Abstract 771P
Background
Immune checkpoint inhibition (ICI) has proven to be a major breakthrough in cancer treatment but often causes severe immune-related adverse events (irAEs). While gut microbiome composition has been associated with ICI efficacy, its role in irAE development is uncertain. This study aims to investigate the role of gut microbiome composition during ICI in severe irAE occurrence.
Methods
This prospective cohort study included cancer patients being treated with either combined CTLA-4 plus PD-1 blockade (cICI) or anti-PD-(L)1 monotherapy. Stool samples were collected before treatment initiation, early on-treatment and at onset of severe (i.e. ≥grade 3) irAEs. Using 16S rRNA gene sequencing (V3-V4 region), differences in gut microbiome composition (alpha diversity, beta diversity and differential relative abundances) were assessed between patients with and without severe irAEs, stratified by treatment regimen and sampling time point.
Results
Among 110 patients with valid baseline samples, 16 out of the 32 patients receiving cICI developed severe irAEs compared to 9 out of the 68 patients receiving anti-PD-(L)1. Before treatment, no differences in gut microbiome composition were observed between the two treatment groups. In 6/16 cICI treated patients with severe irAEs (38%), compared to 0/16 patients without severe irAEs (0%), we found a high relative abundance (>5%) of genus Escherichia-Shigella before treatment. In stool samples collected at severe irAE onset, high relative abundances (>10%) of either Escherichia-Shigella, Streptococcus or both were seen in 4/7 patients (57%), while no cICI treated patient without severe irAEs had such high relative abundances at any time point. No relevant differences in gut microbiome composition were observed among anti-PD-(L)1 treated patients with or without severe irAEs at any time point.
Conclusions
High relative abundances of the pro-inflammatory genera Escherichia-Shigella or Streptococcus before and during ICI treatment may be associated with severe irAE onset in cICI patients but not in anti-PD-(L)1 patients. Further studies are needed to elucidate the role of the gut microbiome in irAE pathogenesis, which can contribute to evidence-based irAE prevention and management.

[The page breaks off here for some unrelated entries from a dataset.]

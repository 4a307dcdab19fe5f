//! # Ports Layer
//!
//! - `inbound`: the contract API driven by the dispatcher.
//! - Outbound access to the world-state is `pl_01_world_state::WorldState`,
//!   reached through the `TxContext` each operation receives.

pub mod inbound;

pub use inbound::*;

Clinical trial identification
Editorial acknowledgement
Legal entity responsible for the study
UMC Utrecht.
Funding
KF Hein fund.
Disclosure
A.M. May: Non-Financial Interests, Institutional, Advisory Role: Compass. K.P.M. Suijkerbuijk: Non-Financial Interests, Institutional, Advisory Role: Bristol Myers Squibb, Merck Sharp and Dome, AbbVie, Pierre Fabre, Novartis; Financial Interests, Institutional, Research Grant: TigaTx, Bristol Myers Squibb, Philips. All other authors have declared no conflicts of interest.